#### Work request:
Return the data in full, exactly as it was written.

#### Stored items:
• • •

// Copyright 2025 xipcache Project Authors
//
// Licensed under the Apache License, Version 2.0 (the "License");
// you may not use this file except in compliance with the License.
// You may obtain a copy of the License at
//
//     http://www.apache.org/licenses/LICENSE-2.0
//
// Unless required by applicable law or agreed to in writing, software
// distributed under the License is distributed on an "AS IS" BASIS,
// WITHOUT WARRANTIES OR CONDITIONS OF ANY KIND, either express or implied.
// See the License for the specific language governing permissions and
// limitations under the License.

use std::sync::Arc;

use serde::{Deserialize, Serialize};
use xipcache_common::{
    bits,
    error::{Error, ErrorKind, Result},
    metrics::{model::Metrics, RegistryOps},
};

use crate::{device::CacheDevice, memory::CACHE_LINE, store::BackingStore};

/// Configuration of a cache device.
#[derive(Debug, Clone, PartialEq, Eq, Serialize, Deserialize)]
#[serde(default)]
pub struct DeviceConfig {
    /// Device name, used in logs.
    pub name: String,
    /// Cache region capacity in bytes.
    pub capacity: u64,
    /// Cache block size in bytes.
    pub block_size: usize,
    /// Alignment unit of extents in bytes.
    pub mapping_unit: u64,
    /// Maximum mapping window in bytes. Requests that cannot get a whole window are served buffered.
    pub max_window: u64,
    /// Register allocated blocks in the physical index.
    pub physical_tracking: bool,
    /// Upper bound of reclaim calls per allocation.
    pub max_reclaim_attempts: usize,
}

impl Default for DeviceConfig {
    fn default() -> Self {
        Self {
            name: "xipcache".to_string(),
            capacity: 64 << 20,
            block_size: 4096,
            mapping_unit: 2 << 20,
            max_window: 2 << 20,
            physical_tracking: true,
            max_reclaim_attempts: 64,
        }
    }
}

fn invalid(key: &'static str, value: impl ToString, reason: &'static str) -> Error {
    Error::new(ErrorKind::Config, reason).with_context(key, value)
}

impl DeviceConfig {
    /// Check the configuration.
    pub fn validate(&self) -> Result<()> {
        let bs = self.block_size as u64;
        if !bits::is_pow2(self.block_size) || self.block_size < CACHE_LINE {
            return Err(invalid(
                "block_size",
                self.block_size,
                "block size must be a power of 2 of at least a cache line",
            ));
        }
        if !bits::is_pow2(self.mapping_unit) || self.mapping_unit < bs {
            return Err(invalid(
                "mapping_unit",
                self.mapping_unit,
                "mapping unit must be a power of 2 of at least a block",
            ));
        }
        if !bits::is_pow2(self.max_window) || self.max_window < self.mapping_unit {
            return Err(invalid(
                "max_window",
                self.max_window,
                "max window must be a power of 2 of at least a mapping unit",
            ));
        }
        if self.capacity < bs {
            return Err(invalid("capacity", self.capacity, "capacity must hold at least one block"));
        }
        if self.capacity / bs > u32::MAX as u64 {
            return Err(invalid("capacity", self.capacity, "too many blocks"));
        }
        if self.max_reclaim_attempts == 0 {
            return Err(invalid(
                "max_reclaim_attempts",
                self.max_reclaim_attempts,
                "at least one reclaim attempt is required",
            ));
        }
        Ok(())
    }

    /// Number of cache blocks.
    pub fn total_blocks(&self) -> usize {
        (self.capacity / self.block_size as u64) as usize
    }
}

/// Builder of a [`CacheDevice`].
///
/// ```rust
/// use xipcache::prelude::*;
///
/// let store = MemoryStore::new();
/// store.create(FileId(1), 4096);
/// let device = CacheDeviceBuilder::new("doc")
///     .with_capacity(4 << 20)
///     .attach(store)
///     .unwrap();
/// assert_eq!(device.total_blocks(), 1024);
/// ```
pub struct CacheDeviceBuilder {
    name: &'static str,
    config: DeviceConfig,
    metrics: Option<Arc<Metrics>>,
}

impl std::fmt::Debug for CacheDeviceBuilder {
    fn fmt(&self, f: &mut std::fmt::Formatter<'_>) -> std::fmt::Result {
        f.debug_struct("CacheDeviceBuilder")
            .field("name", &self.name)
            .field("config", &self.config)
            .finish()
    }
}

impl CacheDeviceBuilder {
    /// Create a builder with the default configuration.
    pub fn new(name: &'static str) -> Self {
        Self {
            name,
            config: DeviceConfig {
                name: name.to_string(),
                ..Default::default()
            },
            metrics: None,
        }
    }

    /// Start from an existing configuration. The builder name is kept for metrics labels.
    pub fn with_config(mut self, config: DeviceConfig) -> Self {
        self.config = config;
        self
    }

    /// Set the cache region capacity in bytes.
    pub fn with_capacity(mut self, capacity: u64) -> Self {
        self.config.capacity = capacity;
        self
    }

    /// Set the cache block size in bytes.
    pub fn with_block_size(mut self, block_size: usize) -> Self {
        self.config.block_size = block_size;
        self
    }

    /// Set the extent alignment unit in bytes.
    pub fn with_mapping_unit(mut self, mapping_unit: u64) -> Self {
        self.config.mapping_unit = mapping_unit;
        self
    }

    /// Set the maximum mapping window in bytes.
    pub fn with_max_window(mut self, max_window: u64) -> Self {
        self.config.max_window = max_window;
        self
    }

    /// Enable or disable the physical index.
    pub fn with_physical_tracking(mut self, enable: bool) -> Self {
        self.config.physical_tracking = enable;
        self
    }

    /// Bound the reclaim calls of one allocation.
    pub fn with_max_reclaim_attempts(mut self, attempts: usize) -> Self {
        self.config.max_reclaim_attempts = attempts;
        self
    }

    /// Report metrics to the registry.
    pub fn with_metrics_registry<R>(mut self, registry: R) -> Self
    where
        R: RegistryOps,
    {
        self.metrics = Some(Arc::new(Metrics::new(self.name, &registry)));
        self
    }

    /// The configuration built so far.
    pub fn config(&self) -> &DeviceConfig {
        &self.config
    }

    /// Validate the configuration and attach the device in front of the store.
    pub fn attach<S>(self, store: S) -> Result<CacheDevice>
    where
        S: BackingStore,
    {
        self.attach_shared(Arc::new(store))
    }

    /// Like [`attach`](Self::attach), for a store shared with other owners.
    pub fn attach_shared(self, store: Arc<dyn BackingStore>) -> Result<CacheDevice> {
        self.config.validate()?;
        let metrics = match self.metrics {
            Some(metrics) => metrics,
            None => Arc::new(Metrics::noop()),
        };
        CacheDevice::open(self.config, store, metrics)
    }
}

#[cfg(test)]
mod tests {
    use super::*;

    #[test_log::test]
    fn test_validate() {
        assert!(DeviceConfig::default().validate().is_ok());

        let cases = [
            DeviceConfig {
                block_size: 3000,
                ..Default::default()
            },
            DeviceConfig {
                mapping_unit: 2048,
                ..Default::default()
            },
            DeviceConfig {
                max_window: 1 << 20,
                ..Default::default()
            },
            DeviceConfig {
                capacity: 100,
                ..Default::default()
            },
            DeviceConfig {
                max_reclaim_attempts: 0,
                ..Default::default()
            },
        ];
        for config in cases {
            assert_eq!(config.validate().unwrap_err().kind(), ErrorKind::Config, "{config:?}");
        }
    }

    #[test_log::test]
    fn test_config_serde() {
        let config: DeviceConfig = serde_json::from_str(r#"{ "capacity": 8388608, "physical_tracking": false }"#).unwrap();
        assert_eq!(config.capacity, 8 << 20);
        assert!(!config.physical_tracking);
        assert_eq!(config.block_size, 4096);
        assert_eq!(config.total_blocks(), 2048);
    }
}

• • •

#### Exercise solution:
// Copyright 2025 xipcache Project Authors
//
// Licensed under the Apache License, Version 2.0 (the "License");
// you may not use this file except in compliance with the License.
// You may obtain a copy of the License at
//
//     http://www.apache.org/licenses/LICENSE-2.0
//
// Unless required by applicable law or agreed to in writing, software
// distributed under the License is distributed on an "AS IS" BASIS,
// WITHOUT WARRANTIES OR CONDITIONS OF ANY KIND, either express or implied.
// See the License for the specific language governing permissions and
// limitations under the License.

use std::sync::Arc;

use serde::{Deserialize, Serialize};
use xipcache_common::{
    bits,
    error::{Error, ErrorKind, Result},
    metrics::{model::Metrics, RegistryOps},
};

use crate::{device::CacheDevice, memory::CACHE_LINE, store::BackingStore};

/// Configuration of a cache device.
#[derive(Debug, Clone, PartialEq, Eq, Serialize, Deserialize)]
#[serde(default)]
pub struct DeviceConfig {
    /// Device name, used in logs.
    pub name: String,
    /// Cache region capacity in bytes.
    pub capacity: u64,
    /// Cache block size in bytes.
    pub block_size: usize,
    /// Alignment unit of extents in bytes.
    pub mapping_unit: u64,
    /// Maximum mapping window in bytes. Requests that cannot get a whole window are served buffered.
    pub max_window: u64,
    /// Register allocated blocks in the physical index.
    pub physical_tracking: bool,
    /// Upper bound of reclaim calls per allocation.
    pub max_reclaim_attempts: usize,
}

impl Default for DeviceConfig {
    fn default() -> Self {
        Self {
            name: "xipcache".to_string(),
            capacity: 64 << 20,
            block_size: 4096,
            mapping_unit: 2 << 20,
            max_window: 2 << 20,
            physical_tracking: true,
            max_reclaim_attempts: 64,
        }
    }
}

fn invalid(key: &'static str, value: impl ToString, reason: &'static str) -> Error {
    Error::new(ErrorKind::Config, reason).with_context(key, value)
}

impl DeviceConfig {
    /// Check the configuration.
    pub fn validate(&self) -> Result<()> {
        let bs = self.block_size as u64;
        if !bits::is_pow2(self.block_size) || self.block_size < CACHE_LINE {
            return Err(invalid(
                "block_size",
                self.block_size,
                "block size must be a power of 2 of at least a cache line",
            ));
        }
        if !bits::is_pow2(self.mapping_unit) || self.mapping_unit < bs {
            return Err(invalid(
                "mapping_unit",
                self.mapping_unit,
                "mapping unit must be a power of 2 of at least a block",
            ));
        }
        if !bits::is_pow2(self.max_window) || self.max_window < self.mapping_unit {
            return Err(invalid(
                "max_window",
                self.max_window,
                "max window must be a power of 2 of at least a mapping unit",
            ));
        }
        if self.capacity < bs {
            return Err(invalid("capacity", self.capacity, "capacity must hold at least one block"));
        }
        if self.capacity / bs > u32::MAX as u64 {
            return Err(invalid("capacity", self.capacity, "too many blocks"));
        }
        if self.max_reclaim_attempts == 0 {
            return Err(invalid(
                "max_reclaim_attempts",
                self.max_reclaim_attempts,
                "at least one reclaim attempt is required",
            ));
        }
        Ok(())
    }

    /// Number of cache blocks.
    pub fn total_blocks(&self) -> usize {
        (self.capacity / self.block_size as u64) as usize
    }
}

/// Builder of a [`CacheDevice`].
///
/// ```rust
/// use xipcache::prelude::*;
///
/// let store = MemoryStore::new();
/// store.create(FileId(1), 4096);
/// let device = CacheDeviceBuilder::new("doc")
///     .with_capacity(4 << 20)
///     .attach(store)
///     .unwrap();
/// assert_eq!(device.total_blocks(), 1024);
/// ```
pub struct CacheDeviceBuilder {
    name: &'static str,
    config: DeviceConfig,
    metrics: Option<Arc<Metrics>>,
}

impl std::fmt::Debug for CacheDeviceBuilder {
    fn fmt(&self, f: &mut std::fmt::Formatter<'_>) -> std::fmt::Result {
        f.debug_struct("CacheDeviceBuilder")
            .field("name", &self.name)
            .field("config", &self.config)
            .finish()
    }
}

impl CacheDeviceBuilder {
    /// Create a builder with the default configuration.
    pub fn new(name: &'static str) -> Self {
        Self {
            name,
            config: DeviceConfig {
                name: name.to_string(),
                ..Default::default()
            },
            metrics: None,
        }
    }

    /// Start from an existing configuration. The builder name is kept for metrics labels.
    pub fn with_config(mut self, config: DeviceConfig) -> Self {
        self.config = config;
        self
    }

    /// Set the cache region capacity in bytes.
    pub fn with_capacity(mut self, capacity: u64) -> Self {
        self.config.capacity = capacity;
        self
    }

    /// Set the cache block size in bytes.
    pub fn with_block_size(mut self, block_size: usize) -> Self {
        self.config.block_size = block_size;
        self
    }

    /// Set the extent alignment unit in bytes.
    pub fn with_mapping_unit(mut self, mapping_unit: u64) -> Self {
        self.config.mapping_unit = mapping_unit;
        self
    }

    /// Set the maximum mapping window in bytes.
    pub fn with_max_window(mut self, max_window: u64) -> Self {
        self.config.max_window = max_window;
        self
    }

    /// Enable or disable the physical index.
    pub fn with_physical_tracking(mut self, enable: bool) -> Self {
        self.config.physical_tracking = enable;
        self
    }

    /// Bound the reclaim calls of one allocation.
    pub fn with_max_reclaim_attempts(mut self, attempts: usize) -> Self {
        self.config.max_reclaim_attempts = attempts;
        self
    }

    /// Report metrics to the registry.
    pub fn with_metrics_registry<R>(mut self, registry: R) -> Self
    where
        R: RegistryOps,
    {
        self.metrics = Some(Arc::new(Metrics::new(self.name, &registry)));
        self
    }

    /// The configuration built so far.
    pub fn config(&self) -> &DeviceConfig {
        &self.config
    }

    /// Validate the configuration and attach the device in front of the store.
    pub fn attach<S>(self, store: S) -> Result<CacheDevice>
    where
        S: BackingStore,
    {
        self.attach_shared(Arc::new(store))
    }

    /// Like [`attach`](Self::attach), for a store shared with other owners.
    pub fn attach_shared(self, store: Arc<dyn BackingStore>) -> Result<CacheDevice> {
        self.config.validate()?;
        let metrics = match self.metrics {
            Some(metrics) => metrics,
            None => Arc::new(Metrics::noop()),
        };
        CacheDevice::open(self.config, store, metrics)
    }
}

#[cfg(test)]
mod tests {
    use super::*;

    #[test_log::test]
    fn test_validate() {
        assert!(DeviceConfig::default().validate().is_ok());

        let cases = [
            DeviceConfig {
                block_size: 3000,
                ..Default::default()
            },
            DeviceConfig {
                mapping_unit: 2048,
                ..Default::default()
            },
            DeviceConfig {
                max_window: 1 << 20,
                ..Default::default()
            },
            DeviceConfig {
                capacity: 100,
                ..Default::default()
            },
            DeviceConfig {
                max_reclaim_attempts: 0,
                ..Default::default()
            },
        ];
        for config in cases {
            assert_eq!(config.validate().unwrap_err().kind(), ErrorKind::Config, "{config:?}");
        }
    }

    #[test_log::test]
    fn test_config_serde() {
        let config: DeviceConfig = serde_json::from_str(r#"{ "capacity": 8388608, "physical_tracking": false }"#).unwrap();
        assert_eq!(config.capacity, 8 << 20);
        assert!(!config.physical_tracking);
        assert_eq!(config.block_size, 4096);
        assert_eq!(config.total_blocks(), 2048);
    }
}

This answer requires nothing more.